#### [What you need to do]
The records beneath should be restated word for word.

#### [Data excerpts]
----------
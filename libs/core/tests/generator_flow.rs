use std::sync::Mutex;

use cardkit_core::{
    AdaptiveCardGenerator, CompletionClient, DeliveryConfig, DeliveryManager, GenerateError,
    GeneratorConfig, TargetPlatform, TransportError, TransportResponse, ValidationUtility,
    WebhookTransport,
};
use serde_json::{Value, json};

struct ScriptedModel {
    reply: Result<Value, u16>,
}

impl ScriptedModel {
    fn calling(name: &str, arguments: &str) -> Self {
        Self {
            reply: Ok(json!({
                "choices": [{
                    "message": {
                        "role": "assistant",
                        "content": null,
                        "tool_calls": [{
                            "id": "call_7",
                            "type": "function",
                            "function": {"name": name, "arguments": arguments}
                        }]
                    }
                }]
            })),
        }
    }
}

impl CompletionClient for ScriptedModel {
    fn complete(&self, _request: &Value) -> Result<Value, GenerateError> {
        match &self.reply {
            Ok(reply) => Ok(reply.clone()),
            Err(status) => Err(GenerateError::Api {
                status: *status,
                message: "rate limited".into(),
            }),
        }
    }
}

#[derive(Default)]
struct RecordingHook {
    posts: Mutex<Vec<(String, Value)>>,
}

impl WebhookTransport for RecordingHook {
    fn post_json(&self, url: &str, body: &Value) -> Result<TransportResponse, TransportError> {
        self.posts
            .lock()
            .unwrap()
            .push((url.to_string(), body.clone()));
        Ok(TransportResponse {
            status: 200,
            body: "1".into(),
        })
    }
}

fn generator(model: ScriptedModel) -> AdaptiveCardGenerator<ScriptedModel> {
    AdaptiveCardGenerator::with_client(GeneratorConfig::new("sk-test"), model).unwrap()
}

#[test]
fn table_visualization_is_rendered_locally() {
    let arguments = json!({
        "data_format": "table",
        "title": "Quarterly sales",
        "data": json!({
            "headers": ["Quarter", "Revenue"],
            "rows": [["Q1", 10], ["Q2", 12.5]]
        })
        .to_string(),
    });
    let generated = generator(ScriptedModel::calling("visualize_data", &arguments.to_string()))
        .generate("show my sales table")
        .unwrap();

    assert_eq!(generated.tool, "visualize_data");
    assert_eq!(generated.explanation, "");
    let body = generated.card.to_value().unwrap()["body"].clone();
    assert_eq!(body[0]["text"], "Quarterly sales");
    assert_eq!(body.as_array().unwrap().len(), 4);
    assert_eq!(body[3]["columns"][1]["items"][0]["text"], "12.5");
    assert!(generated.validation.valid);
}

#[test]
fn custom_card_keeps_element_order_and_actions() {
    let arguments = json!({
        "elements": [
            {"type": "heading", "content": {"text": "Status", "level": 2}},
            {"type": "column_set", "content": {"columns": [
                [{"type": "text", "content": {"text": "API"}}],
                [{"type": "text", "content": {"text": "up", "is_subtle": true}}]
            ]}}
        ],
        "actions": [{
            "type": "open_url",
            "title": "Status page",
            "url": "https://status.example.com"
        }]
    });
    let generated = generator(ScriptedModel::calling(
        "create_custom_card",
        &arguments.to_string(),
    ))
    .generate("status card")
    .unwrap();

    let card = generated.card.to_value().unwrap();
    assert_eq!(card["body"][0]["type"], "TextBlock");
    assert_eq!(card["body"][1]["type"], "ColumnSet");
    assert_eq!(card["body"][1]["columns"].as_array().unwrap().len(), 2);
    assert_eq!(card["actions"][0]["type"], "Action.OpenUrl");
}

#[test]
fn unknown_tools_and_broken_arguments_are_malformed() {
    let unknown = generator(ScriptedModel::calling("create_pie_chart", "{}")).generate("pie");
    assert!(matches!(unknown, Err(GenerateError::Malformed(_))));

    let broken =
        generator(ScriptedModel::calling("create_notification_card", "{\"title\": ")).generate("x");
    assert!(matches!(broken, Err(GenerateError::Malformed(_))));
}

#[test]
fn bad_data_is_an_argument_error() {
    let arguments = json!({"data_format": "json", "data": "not json"});
    let err = generator(ScriptedModel::calling("visualize_data", &arguments.to_string()))
        .generate("chart")
        .unwrap_err();
    match err {
        GenerateError::Card(card) => assert!(card.is_invalid_argument()),
        other => panic!("unexpected error {other:?}"),
    }
}

#[test]
fn api_failures_propagate() {
    let err = generator(ScriptedModel { reply: Err(429) })
        .generate("anything")
        .unwrap_err();
    assert!(matches!(err, GenerateError::Api { status: 429, .. }));
}

#[test]
fn generated_card_is_validated_then_delivered() {
    let arguments = json!({"title": "Build broke", "message": "main is red", "level": "danger"});
    let generator = generator(ScriptedModel::calling(
        "create_notification_card",
        &arguments.to_string(),
    ))
    .with_validator(ValidationUtility::new(TargetPlatform::Teams));
    let manager = DeliveryManager::with_transport(
        DeliveryConfig {
            webhook_url: Some("https://hooks.example.com/ci".into()),
            ..DeliveryConfig::default()
        },
        RecordingHook::default(),
    )
    .unwrap();

    let (generated, delivered) = generator.generate_and_send("tell the team", &manager).unwrap();
    assert!(delivered.success, "{}", delivered.message);
    assert_eq!(delivered.status_code, Some(200));
    assert_eq!(generated.tool, "create_notification_card");
    assert_eq!(
        generated.card.to_value().unwrap()["body"][0]["text"],
        "⛔ Build broke"
    );
}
----------
#### [Written answer]
filename libs/core/tests/generator_flow.rs
use std::sync::Mutex;

use cardkit_core::{
    AdaptiveCardGenerator, CompletionClient, DeliveryConfig, DeliveryManager, GenerateError,
    GeneratorConfig, TargetPlatform, TransportError, TransportResponse, ValidationUtility,
    WebhookTransport,
};
use serde_json::{Value, json};

struct ScriptedModel {
    reply: Result<Value, u16>,
}

impl ScriptedModel {
    fn calling(name: &str, arguments: &str) -> Self {
        Self {
            reply: Ok(json!({
                "choices": [{
                    "message": {
                        "role": "assistant",
                        "content": null,
                        "tool_calls": [{
                            "id": "call_7",
                            "type": "function",
                            "function": {"name": name, "arguments": arguments}
                        }]
                    }
                }]
            })),
        }
    }
}

impl CompletionClient for ScriptedModel {
    fn complete(&self, _request: &Value) -> Result<Value, GenerateError> {
        match &self.reply {
            Ok(reply) => Ok(reply.clone()),
            Err(status) => Err(GenerateError::Api {
                status: *status,
                message: "rate limited".into(),
            }),
        }
    }
}

#[derive(Default)]
struct RecordingHook {
    posts: Mutex<Vec<(String, Value)>>,
}

impl WebhookTransport for RecordingHook {
    fn post_json(&self, url: &str, body: &Value) -> Result<TransportResponse, TransportError> {
        self.posts
            .lock()
            .unwrap()
            .push((url.to_string(), body.clone()));
        Ok(TransportResponse {
            status: 200,
            body: "1".into(),
        })
    }
}

fn generator(model: ScriptedModel) -> AdaptiveCardGenerator<ScriptedModel> {
    AdaptiveCardGenerator::with_client(GeneratorConfig::new("sk-test"), model).unwrap()
}

#[test]
fn table_visualization_is_rendered_locally() {
    let arguments = json!({
        "data_format": "table",
        "title": "Quarterly sales",
        "data": json!({
            "headers": ["Quarter", "Revenue"],
            "rows": [["Q1", 10], ["Q2", 12.5]]
        })
        .to_string(),
    });
    let generated = generator(ScriptedModel::calling("visualize_data", &arguments.to_string()))
        .generate("show my sales table")
        .unwrap();

    assert_eq!(generated.tool, "visualize_data");
    assert_eq!(generated.explanation, "");
    let body = generated.card.to_value().unwrap()["body"].clone();
    assert_eq!(body[0]["text"], "Quarterly sales");
    assert_eq!(body.as_array().unwrap().len(), 4);
    assert_eq!(body[3]["columns"][1]["items"][0]["text"], "12.5");
    assert!(generated.validation.valid);
}

#[test]
fn custom_card_keeps_element_order_and_actions() {
    let arguments = json!({
        "elements": [
            {"type": "heading", "content": {"text": "Status", "level": 2}},
            {"type": "column_set", "content": {"columns": [
                [{"type": "text", "content": {"text": "API"}}],
                [{"type": "text", "content": {"text": "up", "is_subtle": true}}]
            ]}}
        ],
        "actions": [{
            "type": "open_url",
            "title": "Status page",
            "url": "https://status.example.com"
        }]
    });
    let generated = generator(ScriptedModel::calling(
        "create_custom_card",
        &arguments.to_string(),
    ))
    .generate("status card")
    .unwrap();

    let card = generated.card.to_value().unwrap();
    assert_eq!(card["body"][0]["type"], "TextBlock");
    assert_eq!(card["body"][1]["type"], "ColumnSet");
    assert_eq!(card["body"][1]["columns"].as_array().unwrap().len(), 2);
    assert_eq!(card["actions"][0]["type"], "Action.OpenUrl");
}

#[test]
fn unknown_tools_and_broken_arguments_are_malformed() {
    let unknown = generator(ScriptedModel::calling("create_pie_chart", "{}")).generate("pie");
    assert!(matches!(unknown, Err(GenerateError::Malformed(_))));

    let broken =
        generator(ScriptedModel::calling("create_notification_card", "{\"title\": ")).generate("x");
    assert!(matches!(broken, Err(GenerateError::Malformed(_))));
}

#[test]
fn bad_data_is_an_argument_error() {
    let arguments = json!({"data_format": "json", "data": "not json"});
    let err = generator(ScriptedModel::calling("visualize_data", &arguments.to_string()))
        .generate("chart")
        .unwrap_err();
    match err {
        GenerateError::Card(card) => assert!(card.is_invalid_argument()),
        other => panic!("unexpected error {other:?}"),
    }
}

#[test]
fn api_failures_propagate() {
    let err = generator(ScriptedModel { reply: Err(429) })
        .generate("anything")
        .unwrap_err();
    assert!(matches!(err, GenerateError::Api { status: 429, .. }));
}

#[test]
fn generated_card_is_validated_then_delivered() {
    let arguments = json!({"title": "Build broke", "message": "main is red", "level": "danger"});
    let generator = generator(ScriptedModel::calling(
        "create_notification_card",
        &arguments.to_string(),
    ))
    .with_validator(ValidationUtility::new(TargetPlatform::Teams));
    let manager = DeliveryManager::with_transport(
        DeliveryConfig {
            webhook_url: Some("https://hooks.example.com/ci".into()),
            ..DeliveryConfig::default()
        },
        RecordingHook::default(),
    )
    .unwrap();

    let (generated, delivered) = generator.generate_and_send("tell the team", &manager).unwrap();
    assert!(delivered.success, "{}", delivered.message);
    assert_eq!(delivered.status_code, Some(200));
    assert_eq!(generated.tool, "create_notification_card");
    assert_eq!(
        generated.card.to_value().unwrap()["body"][0]["text"],
        "⛔ Build broke"
    );
}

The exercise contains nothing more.